ATI Radeon HD 5570: Reasonable Gaming Performance For $80?

AMD's $80 DirectX 11 Card

In September of 2008--almost a year and a half ago--ATI surprised everyone on a budget with the launch of its Radeon HD 4670. Released at $80, the card was priced to fight the entry-level GeForce 9500 GT, and yet the 4670's specifications were comparable to the previous-generation's Radeon HD 3870 flagship.

To make a long story short, the Radeon HD 4670's performance humiliated its competition. With 320 shader cores at its disposal, the Radeon HD 4670 changed the game at its price point. The card's presence forced Nvidia to create the GeForce 9600 GSO from high-end parts that were more expensive to manufacture, also causing the company to drop the price of its GeForce 9600 GT.
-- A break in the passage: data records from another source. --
//! Plain-text rendering of lookups, forecasts and alerts.

use std::fmt::Write;

use crate::{
    error::WrapError,
    model::{Alert, ForecastPeriod},
    table::CountyRecord,
    wrap::wrap,
};

const RULE: &str = "---------------------------------------------------------";

/// Summary printed once a county has been found.
pub fn render_record(record: &CountyRecord) -> String {
    let mut out = format!("Found County: {}", record.county);
    if !record.state.is_empty() {
        let _ = write!(out, " ({})", record.state);
    }
    let zone = record.zone_code().unwrap_or_else(|| "?".to_string());
    let _ = write!(
        out,
        "\nZone: {zone}\nLatitude: {}\nLongitude: {}\n",
        record.latitude, record.longitude
    );
    out
}

/// Period table followed by tonight's detailed forecast wrapped to `width`.
pub fn render_forecast(
    record: &CountyRecord,
    periods: &[ForecastPeriod],
    width: usize,
) -> Result<String, WrapError> {
    let mut out = String::new();
    let _ = writeln!(out, "---NWS Forecast for {} County {}---", record.county, record.state);
    let _ = writeln!(out, "{:<22} |  Temp  | Forecast", "Day");
    let _ = writeln!(out, "{RULE}");

    for p in periods {
        let _ = writeln!(
            out,
            "{:<22} | {:>4} {} | {}",
            p.name, p.temperature, p.temperature_unit, p.short_forecast
        );
    }

    if let Some(tonight) = periods.iter().find(|p| p.is_tonight()) {
        let _ = write!(out, "\n\nForecast for tonight: \n");
        for line in wrap(&tonight.detailed_forecast, width)? {
            let _ = writeln!(out, " {line}");
        }
    }

    Ok(out)
}

pub fn render_alerts(record: &CountyRecord, alerts: &[Alert]) -> String {
    let mut out = format!(
        "\n\n----Active Alerts for {} County {}----\n",
        record.county, record.state
    );

    if alerts.is_empty() {
        out.push_str("No active alerts.\n");
        return out;
    }

    for (i, alert) in alerts.iter().enumerate() {
        if i > 0 {
            out.push('\n');
        }
        let _ = write!(
            out,
            "{}\n\n{}\n",
            alert.headline.as_deref().unwrap_or("?"),
            alert.description.as_deref().unwrap_or("?")
        );
        if let Some(expires) = alert.expires {
            let _ = writeln!(out, "Expires: {}", expires.format("%Y-%m-%d %H:%M %:z"));
        }
    }

    out
}
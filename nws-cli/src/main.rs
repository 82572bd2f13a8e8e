//! Binary crate for the `nws` command-line tool.
//!
//! This crate focuses on:
//! - Parsing CLI arguments
//! - Interactive configuration
//! - Human-friendly output formatting

use clap::Parser;

mod cli;
mod logging;

#[tokio::main]
async fn main() -> anyhow::Result<()> {
    let cmd = cli::Cli::parse();
    logging::init_logging(cmd.log_level);
    cmd.run().await
}
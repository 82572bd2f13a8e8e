use clap::ValueEnum;
use tracing::Level;
use tracing_subscriber::fmt;

#[derive(Debug, Clone, Copy, PartialEq, Eq, ValueEnum)]
pub enum LogLevel {
    Error,
    Warn,
    Info,
    Debug,
    Trace,
}

impl From<LogLevel> for Level {
    fn from(level: LogLevel) -> Self {
        match level {
            LogLevel::Error => Level::ERROR,
            LogLevel::Warn => Level::WARN,
            LogLevel::Info => Level::INFO,
            LogLevel::Debug => Level::DEBUG,
            LogLevel::Trace => Level::TRACE,
        }
    }
}

/// Logs go to stderr so the forecast on stdout stays clean.
pub fn init_logging(level: LogLevel) {
    fmt::Subscriber::builder()
        .with_max_level(Level::from(level))
        .with_writer(std::io::stderr)
        .with_target(false)
        .init();
}
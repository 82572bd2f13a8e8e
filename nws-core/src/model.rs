use chrono::{DateTime, FixedOffset};
use serde::{Deserialize, Serialize};

/// `GET /points/{lat},{lon}` response, trimmed to what we use.
#[derive(Debug, Clone, Deserialize)]
pub struct PointResponse {
    pub properties: Option<PointProperties>,
}

#[derive(Debug, Clone, Deserialize)]
pub struct PointProperties {
    pub forecast: Option<String>,
}

#[derive(Debug, Clone, Deserialize)]
pub struct ForecastResponse {
    pub properties: Option<ForecastProperties>,
}

#[derive(Debug, Clone, Deserialize)]
pub struct ForecastProperties {
    pub periods: Option<Vec<ForecastPeriod>>,
}

/// One named slice of a forecast, e.g. "Tonight" or "Wednesday Night".
#[derive(Debug, Clone, PartialEq, Serialize, Deserialize)]
#[serde(rename_all = "camelCase")]
pub struct ForecastPeriod {
    #[serde(default = "unknown")]
    pub name: String,
    pub start_time: Option<DateTime<FixedOffset>>,
    #[serde(default)]
    pub temperature: i64,
    #[serde(default = "unknown")]
    pub temperature_unit: String,
    #[serde(default = "unknown")]
    pub short_forecast: String,
    #[serde(default = "unknown")]
    pub detailed_forecast: String,
}

impl ForecastPeriod {
    pub fn is_tonight(&self) -> bool {
        self.name.eq_ignore_ascii_case("tonight")
    }
}

#[derive(Debug, Clone, Deserialize)]
pub struct AlertCollection {
    pub features: Option<Vec<AlertFeature>>,
}

#[derive(Debug, Clone, Deserialize)]
pub struct AlertFeature {
    pub properties: Alert,
}

#[derive(Debug, Clone, PartialEq, Serialize, Deserialize)]
pub struct Alert {
    pub event: Option<String>,
    pub severity: Option<String>,
    pub headline: Option<String>,
    pub description: Option<String>,
    pub expires: Option<DateTime<FixedOffset>>,
}

/// Everything one run prints about a county.
#[derive(Debug, Clone, PartialEq)]
pub struct CountyWeather {
    pub forecast_url: String,
    /// `None` when the forecast document lacked `properties.periods`.
    pub periods: Option<Vec<ForecastPeriod>>,
    /// `None` when the county has no zone code or the alerts document lacked `features`.
    pub alerts: Option<Vec<Alert>>,
}

fn unknown() -> String {
    "?".to_string()
}
use std::path::PathBuf;

use anyhow::{Context, bail};
use clap::{Parser, Subcommand};
use inquire::{CustomType, Text};
use nws_core::{Config, NwsClient, fetch_county_weather, find, load, report};

use crate::logging::LogLevel;

const USAGE: &str = "Usage: nws <CountyName> [StateName(XX)]";

/// Top-level CLI struct.
#[derive(Debug, Parser)]
#[command(
    name = "nws",
    version,
    about = "County forecasts and active alerts from the National Weather Service",
    args_conflicts_with_subcommands = true
)]
pub struct Cli {
    #[command(subcommand)]
    pub command: Option<Command>,

    /// County name, e.g. "Orange".
    pub county: Option<String>,

    /// Optional state filter, e.g. "CA".
    pub state: Option<String>,

    /// County table to read instead of the configured one.
    #[arg(long)]
    pub table: Option<PathBuf>,

    /// Width for the wrapped tonight forecast.
    #[arg(long)]
    pub width: Option<usize>,

    #[arg(long, value_enum, default_value = "warn", global = true)]
    pub log_level: LogLevel,
}

#[derive(Debug, Subcommand)]
pub enum Command {
    /// Interactively set the User-Agent contact, table path and wrap width.
    Configure,
}

impl Cli {
    pub async fn run(self) -> anyhow::Result<()> {
        match self.command {
            Some(Command::Configure) => configure(),
            None => {
                let Some(county) = self.county else {
                    bail!(USAGE);
                };
                let state = self.state.unwrap_or_default();

                let mut config = Config::load()?;
                if let Some(table) = self.table {
                    config.table_path = table;
                }
                if let Some(width) = self.width {
                    config.wrap_width = width;
                }
                config.validate()?;

                show(&config, &county, &state).await
            }
        }
    }
}

async fn show(config: &Config, county: &str, state: &str) -> anyhow::Result<()> {
    if !state.is_empty() {
        println!("State Override");
    }

    let records = load(&config.table_path).context("Failed to load CSV")?;

    let Some(record) = find(&records, county, state) else {
        println!("County \"{county}\" not found in {}", config.table_path.display());
        return Ok(());
    };

    println!("{}", report::render_record(record));

    let client = NwsClient::new(config)?;
    let weather = fetch_county_weather(&client, &config.api_base, record).await?;

    println!("Fetching forecast from: {}\n", weather.forecast_url);

    match &weather.periods {
        Some(periods) => print!("{}", report::render_forecast(record, periods, config.wrap_width)?),
        None => eprintln!("Unexpected JSON Structure - Missing properties/periods"),
    }

    match &weather.alerts {
        Some(alerts) => print!("{}", report::render_alerts(record, alerts)),
        None => eprintln!("No alert information available for {} County", record.county),
    }

    Ok(())
}

fn configure() -> anyhow::Result<()> {
    let mut config = Config::load()?;

    let user_agent = Text::new("User-Agent (include a contact address):")
        .with_default(&config.user_agent)
        .prompt()
        .context("Failed to read User-Agent")?;

    let current_table = config.table_path.display().to_string();
    let table = Text::new("County table path:")
        .with_default(&current_table)
        .prompt()
        .context("Failed to read table path")?;

    let wrap_width = CustomType::<usize>::new("Wrap width:")
        .with_default(config.wrap_width)
        .with_error_message("Please enter a positive whole number")
        .prompt()
        .context("Failed to read wrap width")?;

    config.user_agent = user_agent;
    config.table_path = PathBuf::from(table);
    config.wrap_width = wrap_width;

    config.validate()?;
    config.save()?;

    println!("Saved configuration to {}", Config::config_file_path()?.display());
    Ok(())
}
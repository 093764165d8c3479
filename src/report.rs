//! 산출 결과를 선택된 언어로 출력한다. 계산은 하지 않는다.

use std::io::{self, Write};

use crate::estimate::MaterialBill;
use crate::i18n::{keys, Translator};
use crate::quantity::Material;

/// 결과 한 줄: `<Label>: <value to 2 decimals> <unit>`
pub fn format_line(tr: &Translator, material: Material, bill: &MaterialBill) -> String {
    format!(
        "{}: {:.2} {}",
        tr.t(material.label_key()),
        material.amount(bill),
        tr.t(material.unit().label_key())
    )
}

/// 빈 줄, 제목, 자재 9줄로 이루어진 결과 블록을 만든다.
pub fn render(tr: &Translator, bill: &MaterialBill) -> String {
    let mut out = String::new();
    out.push('\n');
    out.push_str(tr.t(keys::REPORT_HEADING));
    out.push('\n');
    for material in Material::ALL {
        out.push_str(&format_line(tr, material, bill));
        out.push('\n');
    }
    out
}

pub fn print<W: Write>(out: &mut W, tr: &Translator, bill: &MaterialBill) -> io::Result<()> {
    out.write_all(render(tr, bill).as_bytes())?;
    out.flush()
}
use serde::{Deserialize, Serialize};
use std::fs;
use std::path::Path;

use tracing::{debug, info};

/// 기본 설정 파일 이름. 작업 디렉터리 기준으로 찾는다.
pub const DEFAULT_CONFIG_PATH: &str = "estimator.toml";

/// 입력 처리 설정.
#[derive(Debug, Clone, Default, PartialEq, Eq, Serialize, Deserialize)]
#[serde(default)]
pub struct InputConfig {
    /// true면 음수/숫자가 아닌 치수 입력을 거부하고 다시 묻는다.
    pub strict: bool,
}

/// 언어팩 설정.
#[derive(Debug, Clone, Default, PartialEq, Eq, Serialize, Deserialize)]
#[serde(default)]
pub struct LocaleConfig {
    /// `<code>.toml` 덮어쓰기 파일이 있는 디렉터리
    pub dir: Option<String>,
}

/// 로그 설정.
#[derive(Debug, Clone, PartialEq, Eq, Serialize, Deserialize)]
#[serde(default)]
pub struct LogConfig {
    /// tracing EnvFilter 문법 (예: "warn", "material_estimator=debug")
    pub filter: String,
}

impl Default for LogConfig {
    fn default() -> Self {
        Self {
            filter: "warn".to_string(),
        }
    }
}

/// 애플리케이션 설정을 표현한다.
#[derive(Debug, Clone, Default, PartialEq, Eq, Serialize, Deserialize)]
#[serde(default)]
pub struct Config {
    pub input: InputConfig,
    pub locales: LocaleConfig,
    pub log: LogConfig,
}

/// 설정 로드 시 발생 가능한 오류를 표현한다.
#[derive(Debug)]
pub enum ConfigError {
    /// 파일 입출력 오류
    Io(std::io::Error),
    /// TOML 역직렬화 오류
    Parse(toml::de::Error),
}

impl std::fmt::Display for ConfigError {
    fn fmt(&self, f: &mut std::fmt::Formatter<'_>) -> std::fmt::Result {
        match self {
            ConfigError::Io(e) => write!(f, "cannot read config file: {e}"),
            ConfigError::Parse(e) => write!(f, "invalid config file: {e}"),
        }
    }
}

impl std::error::Error for ConfigError {
    fn source(&self) -> Option<&(dyn std::error::Error + 'static)> {
        match self {
            ConfigError::Io(e) => Some(e),
            ConfigError::Parse(e) => Some(e),
        }
    }
}

impl From<std::io::Error> for ConfigError {
    fn from(value: std::io::Error) -> Self {
        ConfigError::Io(value)
    }
}

impl From<toml::de::Error> for ConfigError {
    fn from(value: toml::de::Error) -> Self {
        ConfigError::Parse(value)
    }
}

/// 설정 파일을 읽는다. 파일이 없으면 기본값을 쓰며 새로 만들지 않는다.
pub fn load_or_default(path: &Path) -> Result<Config, ConfigError> {
    if !path.exists() {
        debug!(path = %path.display(), "config file not found, using defaults");
        return Ok(Config::default());
    }
    let content = fs::read_to_string(path)?;
    let cfg = parse(&content)?;
    info!(path = %path.display(), "config loaded");
    Ok(cfg)
}

/// TOML 문자열에서 설정을 읽는다. 빠진 항목은 기본값으로 채운다.
pub fn parse(content: &str) -> Result<Config, ConfigError> {
    Ok(toml::from_str(content)?)
}
//! tracing 기반 로그 초기화. 표준출력은 대화 내용 전용이므로 로그는 stderr로 보낸다.

use std::io;

use tracing_subscriber::EnvFilter;

/// 로그 구독자를 설치한다.
///
/// 필터 우선순위: `override_filter`(CLI) > `RUST_LOG` > `default_filter`(설정 파일).
/// 이미 전역 구독자가 있으면 아무것도 하지 않는다.
pub fn init_logging(override_filter: Option<&str>, default_filter: &str) {
    let filter = match override_filter {
        Some(f) => EnvFilter::new(f),
        None => EnvFilter::try_from_default_env().unwrap_or_else(|_| EnvFilter::new(default_filter)),
    };

    let _ = tracing_subscriber::fmt()
        .with_env_filter(filter)
        .with_writer(io::stderr)
        .with_target(false)
        .try_init();
}
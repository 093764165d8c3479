//! 핵심 계산 로직을 라이브러리로 분리하여 대화형 CLI와 테스트가 같은 코드를 쓰도록 한다.

pub mod app;
pub mod config;
pub mod estimate;
pub mod formulas;
pub mod i18n;
pub mod logging;
pub mod quantity;
pub mod report;
pub mod ui_cli;
use std::collections::VecDeque;
use std::io::{BufRead, Write};

use tracing::debug;

use crate::app::AppError;
use crate::estimate::{HouseType, Measurements};
use crate::i18n::{keys, Language, Translator};

/// 입출력 스트림을 묶은 대화형 콘솔. 테스트에서는 메모리 버퍼를 넣는다.
///
/// 입력은 줄 단위가 아니라 공백으로 구분된 토큰 단위로 소비한다.
/// 한 줄에 여러 값을 넣으면 남은 토큰은 다음 질문의 답이 된다.
pub struct Console<R, W> {
    input: R,
    output: W,
    strict: bool,
    pending: VecDeque<String>,
}

impl<R: BufRead, W: Write> Console<R, W> {
    /// `strict`가 false면 잘못된 숫자는 0으로 읽고 그대로 진행한다.
    pub fn new(input: R, output: W, strict: bool) -> Self {
        Self {
            input,
            output,
            strict,
            pending: VecDeque::new(),
        }
    }

    pub fn output(&mut self) -> &mut W {
        &mut self.output
    }

    /// 한 줄을 출력한다.
    pub fn say(&mut self, line: &str) -> Result<(), AppError> {
        writeln!(self.output, "{line}")?;
        Ok(())
    }

    /// 프롬프트를 출력하고 다음 토큰을 꺼낸다. 입력이 끝났으면 None.
    fn next_token(&mut self, prompt: &str) -> Result<Option<String>, AppError> {
        write!(self.output, "{prompt}")?;
        self.output.flush()?;
        while self.pending.is_empty() {
            let mut buf = String::new();
            if self.input.read_line(&mut buf)? == 0 {
                return Ok(None);
            }
            self.pending.extend(buf.split_whitespace().map(str::to_string));
        }
        Ok(self.pending.pop_front())
    }

    /// 메뉴 번호를 읽는다. 앞쪽 정수 부분만 쓰며, 없거나 입력이 끝났으면 0.
    pub fn read_choice(&mut self, prompt: &str) -> Result<i64, AppError> {
        let token = self.next_token(prompt)?;
        Ok(token.as_deref().and_then(leading_integer).unwrap_or(0))
    }

    /// 치수 하나를 읽는다.
    ///
    /// 관대 모드에서는 토큰 앞쪽의 숫자 부분을 쓰고, 없으면 0. 음수도 그대로 받는다.
    /// 엄격 모드에서는 토큰 전체가 유한한 0 이상 값이 될 때까지 다시 묻는다.
    pub fn read_measure(&mut self, tr: &Translator, prompt_key: &str) -> Result<f64, AppError> {
        loop {
            let token = self.next_token(tr.t(prompt_key))?;
            if !self.strict {
                return Ok(token.as_deref().and_then(leading_number).unwrap_or(0.0));
            }
            let Some(token) = token else {
                return Err(AppError::InputClosed);
            };
            match token.parse::<f64>() {
                Ok(v) if v.is_finite() && v >= 0.0 => return Ok(v),
                _ => {
                    debug!(input = %token, "rejected measurement");
                    self.say(tr.t(keys::ERROR_EXPECTED_NON_NEGATIVE))?;
                }
            }
        }
    }
}

/// `2x` → 2, `1.5` → 1, `-3` → -3. 숫자로 시작하지 않으면 None.
fn leading_integer(token: &str) -> Option<i64> {
    let sign_len = usize::from(token.starts_with(['+', '-']));
    let digits = token[sign_len..]
        .bytes()
        .take_while(u8::is_ascii_digit)
        .count();
    if digits == 0 {
        return None;
    }
    token[..sign_len + digits].parse().ok()
}

/// 토큰 앞쪽에서 실수로 해석되는 가장 긴 부분을 읽는다. `50m` → 50.
fn leading_number(token: &str) -> Option<f64> {
    let candidate_len = token
        .bytes()
        .take_while(|b| b.is_ascii_digit() || matches!(*b, b'+' | b'-' | b'.' | b'e' | b'E'))
        .count();
    (1..=candidate_len)
        .rev()
        .find_map(|len| token[..len].parse::<f64>().ok())
}

/// 언어 메뉴를 보여주고 선택된 언어를 반환한다. 메뉴 자체는 영어로 표시한다.
pub fn choose_language<R: BufRead, W: Write>(
    console: &mut Console<R, W>,
    menu_tr: &Translator,
) -> Result<Language, AppError> {
    console.say(menu_tr.t(keys::LANGUAGE_MENU_TITLE))?;
    console.say(menu_tr.t(keys::LANGUAGE_MENU_ENGLISH))?;
    console.say(menu_tr.t(keys::LANGUAGE_MENU_FILIPINO))?;
    let choice = console.read_choice(menu_tr.t(keys::PROMPT_CHOICE))?;
    let lang = Language::from_choice(choice);
    debug!(choice, lang = lang.as_code(), "language selected");
    Ok(lang)
}

pub fn show_welcome<R: BufRead, W: Write>(
    console: &mut Console<R, W>,
    tr: &Translator,
) -> Result<(), AppError> {
    console.say(tr.t(keys::WELCOME))
}

/// 주택 형태 메뉴를 처리한다.
pub fn choose_house_type<R: BufRead, W: Write>(
    console: &mut Console<R, W>,
    tr: &Translator,
) -> Result<HouseType, AppError> {
    console.say("")?;
    console.say(tr.t(keys::HOUSE_MENU_TITLE))?;
    console.say(tr.t(keys::HOUSE_MENU_BUNGALOW))?;
    console.say(tr.t(keys::HOUSE_MENU_SINGLE_DETACHED))?;
    let choice = console.read_choice(tr.t(keys::PROMPT_CHOICE))?;
    let house = HouseType::from_choice(choice);
    debug!(choice, ?house, "house type selected");
    Ok(house)
}

/// 다섯 가지 치수를 고정된 순서로 입력받는다.
pub fn collect_measurements<R: BufRead, W: Write>(
    console: &mut Console<R, W>,
    tr: &Translator,
) -> Result<Measurements, AppError> {
    let floor_area_m2 = console.read_measure(tr, keys::PROMPT_FLOOR_AREA)?;
    let wall_area_m2 = console.read_measure(tr, keys::PROMPT_WALL_AREA)?;
    let ceiling_height_m = console.read_measure(tr, keys::PROMPT_CEILING_HEIGHT)?;
    let foundation_volume_m3 = console.read_measure(tr, keys::PROMPT_FOUNDATION_VOLUME)?;
    let column_volume_m3 = console.read_measure(tr, keys::PROMPT_COLUMN_VOLUME)?;
    let m = Measurements {
        floor_area_m2,
        wall_area_m2,
        ceiling_height_m,
        foundation_volume_m3,
        column_volume_m3,
    };
    debug!(?m, "measurements collected");
    Ok(m)
}

#[cfg(test)]
mod tests {
    use super::*;

    #[test]
    fn leading_integer_stops_at_first_non_digit() {
        assert_eq!(leading_integer("2"), Some(2));
        assert_eq!(leading_integer("2x"), Some(2));
        assert_eq!(leading_integer("1.5"), Some(1));
        assert_eq!(leading_integer("-3"), Some(-3));
        assert_eq!(leading_integer("abc"), None);
        assert_eq!(leading_integer("-"), None);
    }

    #[test]
    fn leading_number_takes_longest_numeric_prefix() {
        assert_eq!(leading_number("50"), Some(50.0));
        assert_eq!(leading_number("50m"), Some(50.0));
        assert_eq!(leading_number("-1.25"), Some(-1.25));
        assert_eq!(leading_number("2e"), Some(2.0));
        assert_eq!(leading_number("fifty"), None);
        assert_eq!(leading_number("inf"), None);
    }
}
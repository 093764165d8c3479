use std::io;
use std::path::PathBuf;
use std::process;

use clap::Parser;
use material_estimator::app::{self, AppError, RunOptions};
use material_estimator::{config, logging};

#[derive(Parser)]
#[command(name = "material_estimator")]
#[command(version)]
#[command(about = "Interactive construction material estimator (English / Filipino)")]
struct Cli {
    /// Configuration file
    #[arg(long, value_name = "PATH", default_value = config::DEFAULT_CONFIG_PATH)]
    config: PathBuf,

    /// Directory with <code>.toml locale packs overriding built-in messages
    #[arg(long, value_name = "DIR")]
    locales: Option<PathBuf>,

    /// Re-prompt until every measurement is a non-negative number
    #[arg(long)]
    strict: bool,

    /// Log filter (e.g. "debug"), overrides RUST_LOG and the config file
    #[arg(long, value_name = "FILTER")]
    log_level: Option<String>,
}

/// 프로그램의 엔트리 포인트. 설정을 로드한 뒤 대화 세션을 한 번 실행한다.
fn main() {
    let cli = Cli::parse();
    if let Err(err) = try_run(cli) {
        eprintln!("Error: {err}");
        process::exit(1);
    }
}

fn try_run(cli: Cli) -> Result<(), AppError> {
    let cfg = match config::load_or_default(&cli.config) {
        Ok(cfg) => cfg,
        Err(e) => {
            logging::init_logging(cli.log_level.as_deref(), "warn");
            return Err(e.into());
        }
    };
    logging::init_logging(cli.log_level.as_deref(), &cfg.log.filter);

    let opts = RunOptions::resolve(&cfg, cli.strict, cli.locales);
    let stdin = io::stdin();
    app::run(stdin.lock(), io::stdout().lock(), &opts)?;
    Ok(())
}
Since its inception, the Radeon HD 4670 has remained one of the best budget gaming cards on the market (and a staple recommendation in our Best Graphics Cards For The Money column). It is also notable that it held the distinction of being the fastest reference card that didn't require a dedicated PCIe power cable for over a year, until Nvidia introduced its GeForce GT 240, later bested by ATI's Radeon HD 5670.

ATI truly raised the bar on what we now expect from an $80 graphics card with its Radeon HD 4670. And it just so happens that today, AMD is releasing the spiritual successor to that venerable card in its Radeon HD 5570, also priced to compete at $80.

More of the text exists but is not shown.